Though this story has a rich abundance of elements, Shirley Jackson's "The Lottery" contains both horror and shock. The two are not mutually exclusive, for the surprise depends upon delaying the concluding information until the very end, and the horror is coincidental with the ritualized public murder. These two elements in particular are extremely important to discover as the reader is left with no doubt in their mind that doing anything without meaning can be harmful, and in this particular case, deadly. This is a perfect story to go over on any holiday occurrence or whenever you do something and have lost the meaning for doing it.
The setting of Shirley Jackson's "The Lottery" is a beautiful June day and it is out of keeping with the fact that what takes place on the town green is a ritual murder. The setting is one of the elements that make the story more horrifying. By using an incredible amount of irony, including the setting, the story is much more dramatic and powerful and more than drives the point home: that following blindly a tradition that no one seems to remember why they do it, can have drastic effects.

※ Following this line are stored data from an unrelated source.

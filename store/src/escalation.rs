//! Escalation rules
//!
//! An alert is matched to at most one rule. Rules scoped to the alert's
//! device win over rules scoped to its location, which win over global
//! rules; within a scope an exact severity match wins over `all`.

use crate::{Alert, Device, DeviceId, LocationId, Severity};
use chrono::{DateTime, Duration, Utc};
use serde::{Deserialize, Serialize};
use std::fmt;

/// Severity filter of an escalation rule
#[derive(Debug, Clone, Copy, PartialEq, Eq, Serialize, Deserialize)]
#[serde(try_from = "String", into = "String")]
pub enum SeverityMatch {
    All,
    Exact(Severity),
}

impl SeverityMatch {
    pub fn matches(&self, severity: Severity) -> bool {
        match self {
            SeverityMatch::All => true,
            SeverityMatch::Exact(s) => *s == severity,
        }
    }
}

impl TryFrom<String> for SeverityMatch {
    type Error = String;

    fn try_from(value: String) -> Result<Self, Self::Error> {
        if value.eq_ignore_ascii_case("all") {
            return Ok(SeverityMatch::All);
        }
        value.parse().map(SeverityMatch::Exact)
    }
}

impl From<SeverityMatch> for String {
    fn from(value: SeverityMatch) -> Self {
        match value {
            SeverityMatch::All => "all".to_string(),
            SeverityMatch::Exact(s) => s.as_str().to_string(),
        }
    }
}

/// What an escalation rule covers
#[derive(Debug, Clone, Copy, Default, PartialEq, Eq, Serialize, Deserialize)]
#[serde(rename_all = "snake_case")]
pub enum EscalationScope {
    Device(DeviceId),
    Location(LocationId),
    #[default]
    Global,
}

impl EscalationScope {
    /// Lower is more specific
    pub fn precedence(&self) -> u8 {
        match self {
            EscalationScope::Device(_) => 0,
            EscalationScope::Location(_) => 1,
            EscalationScope::Global => 2,
        }
    }

    pub fn covers(&self, device: &Device) -> bool {
        match self {
            EscalationScope::Device(id) => *id == device.id,
            EscalationScope::Location(id) => device.location_id == Some(*id),
            EscalationScope::Global => true,
        }
    }
}

/// Notification channel kinds
#[derive(Debug, Clone, Copy, PartialEq, Eq, Hash, Serialize, Deserialize)]
#[serde(rename_all = "snake_case")]
pub enum NotificationMethod {
    Email,
    Sms,
    #[serde(alias = "telegram")]
    Chat,
    Push,
    Webhook,
}

impl fmt::Display for NotificationMethod {
    fn fmt(&self, f: &mut fmt::Formatter<'_>) -> fmt::Result {
        let name = match self {
            NotificationMethod::Email => "email",
            NotificationMethod::Sms => "sms",
            NotificationMethod::Chat => "chat",
            NotificationMethod::Push => "push",
            NotificationMethod::Webhook => "webhook",
        };
        f.write_str(name)
    }
}

/// Notification recipient
#[derive(Debug, Clone, PartialEq, Eq, Serialize, Deserialize)]
pub struct Recipient {
    #[serde(rename = "type")]
    pub kind: String,
    pub address: String,
}

/// Escalation policy
#[derive(Debug, Clone, PartialEq, Serialize, Deserialize)]
pub struct EscalationRule {
    pub id: i64,
    #[serde(default)]
    pub name: String,
    pub severity_match: SeverityMatch,
    #[serde(default)]
    pub scope: EscalationScope,
    pub escalation_delay_minutes: u32,
    pub max_escalation_level: u32,
    #[serde(default)]
    pub notification_methods: Vec<NotificationMethod>,
    #[serde(default)]
    pub recipients: Vec<Recipient>,
    #[serde(default = "default_enabled")]
    pub enabled: bool,
}

fn default_enabled() -> bool {
    true
}

impl EscalationRule {
    pub fn delay(&self) -> Duration {
        Duration::minutes(i64::from(self.escalation_delay_minutes))
    }

    /// Enabled, severity matches and scope covers the device.
    pub fn applies_to(&self, alert: &Alert, device: &Device) -> bool {
        self.enabled
            && alert.device_id == device.id
            && self.severity_match.matches(alert.severity)
            && self.scope.covers(device)
    }

    /// Whether the alert may advance one level at `now`.
    ///
    /// The delay runs from the last escalation, or from creation when the
    /// alert has never been escalated.
    pub fn is_due(&self, alert: &Alert, now: DateTime<Utc>) -> bool {
        if !alert.is_active() || alert.escalation_level >= self.max_escalation_level {
            return false;
        }
        let since = alert.last_escalated.unwrap_or(alert.created_at);
        since <= now - self.delay()
    }
}

/// Pick the most specific enabled rule for an alert.
pub fn select_rule<'a>(
    rules: &'a [EscalationRule],
    alert: &Alert,
    device: &Device,
) -> Option<&'a EscalationRule> {
    rules
        .iter()
        .filter(|rule| rule.applies_to(alert, device))
        .min_by_key(|rule| {
            let wildcard = matches!(rule.severity_match, SeverityMatch::All);
            (rule.scope.precedence(), wildcard, rule.id)
        })
}

/// Alert that is due for escalation, with its matching rule
#[derive(Debug, Clone)]
pub struct EscalationCandidate {
    pub alert: Alert,
    pub rule: EscalationRule,
    pub device: Device,
}

#[cfg(test)]
mod tests {
    use super::*;
    use crate::{AlertStatus, DeviceStatus};
    use chrono::TimeZone;

    fn device() -> Device {
        Device {
            id: 10,
            name: "greenhouse".to_string(),
            location_id: Some(2),
            status: DeviceStatus::Online,
        }
    }

    fn alert(severity: Severity) -> Alert {
        Alert {
            id: 1,
            device_id: 10,
            sensor_id: 4,
            rule_id: Some(9),
            alert_type: "between".to_string(),
            severity,
            message: "too hot".to_string(),
            status: AlertStatus::Active,
            escalation_level: 0,
            last_escalated: None,
            created_at: Utc.with_ymd_and_hms(2025, 3, 1, 8, 0, 0).unwrap(),
        }
    }

    fn rule(id: i64, severity_match: SeverityMatch, scope: EscalationScope) -> EscalationRule {
        EscalationRule {
            id,
            name: format!("rule-{}", id),
            severity_match,
            scope,
            escalation_delay_minutes: 5,
            max_escalation_level: 3,
            notification_methods: vec![NotificationMethod::Email],
            recipients: vec![],
            enabled: true,
        }
    }

    #[test]
    fn device_scope_beats_location_and_global() {
        let rules = vec![
            rule(1, SeverityMatch::All, EscalationScope::Global),
            rule(2, SeverityMatch::All, EscalationScope::Location(2)),
            rule(3, SeverityMatch::All, EscalationScope::Device(10)),
        ];
        let picked = select_rule(&rules, &alert(Severity::High), &device()).unwrap();
        assert_eq!(picked.id, 3);

        let picked = select_rule(&rules[..2], &alert(Severity::High), &device()).unwrap();
        assert_eq!(picked.id, 2);
    }

    #[test]
    fn exact_severity_beats_wildcard_in_same_scope() {
        let rules = vec![
            rule(1, SeverityMatch::All, EscalationScope::Global),
            rule(2, SeverityMatch::Exact(Severity::Critical), EscalationScope::Global),
        ];
        assert_eq!(
            select_rule(&rules, &alert(Severity::Critical), &device()).unwrap().id,
            2
        );
        assert_eq!(
            select_rule(&rules, &alert(Severity::Low), &device()).unwrap().id,
            1
        );
    }

    #[test]
    fn other_scopes_and_disabled_rules_are_ignored() {
        let mut disabled = rule(1, SeverityMatch::All, EscalationScope::Global);
        disabled.enabled = false;
        let rules = vec![
            disabled,
            rule(2, SeverityMatch::All, EscalationScope::Device(99)),
            rule(3, SeverityMatch::All, EscalationScope::Location(7)),
        ];
        assert!(select_rule(&rules, &alert(Severity::High), &device()).is_none());
    }

    #[test]
    fn due_only_after_delay_and_below_max() {
        let r = rule(1, SeverityMatch::All, EscalationScope::Global);
        let mut a = alert(Severity::High);
        let t0 = a.created_at;

        assert!(!r.is_due(&a, t0 + Duration::minutes(4)));
        assert!(r.is_due(&a, t0 + Duration::minutes(5)));

        a.escalation_level = 1;
        a.last_escalated = Some(t0 + Duration::minutes(5));
        assert!(!r.is_due(&a, t0 + Duration::minutes(9)));
        assert!(r.is_due(&a, t0 + Duration::minutes(10)));

        a.escalation_level = 3;
        assert!(!r.is_due(&a, t0 + Duration::days(1)));

        a.escalation_level = 1;
        a.status = AlertStatus::Acknowledged;
        assert!(!r.is_due(&a, t0 + Duration::days(1)));
    }

    #[test]
    fn severity_match_round_trips_through_strings() {
        assert_eq!(SeverityMatch::try_from("ALL".to_string()), Ok(SeverityMatch::All));
        assert_eq!(
            SeverityMatch::try_from("high".to_string()),
            Ok(SeverityMatch::Exact(Severity::High))
        );
        assert!(SeverityMatch::try_from("loud".to_string()).is_err());
    }
}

The irony in the setting reveals the purpose of the story. The story’s very outrageousness raises questions about unexamined assumptions in modern society. Do civilized Americans accept and act upon other vestiges of primitive ritual as arbitrary as the one Jackson imagines? Are we shackled by traditions as bizarre and pointless as the lottery in Jackson’s story? What determines the line between behavior that is routine and that which is unthinkable? How civilized in fact are we?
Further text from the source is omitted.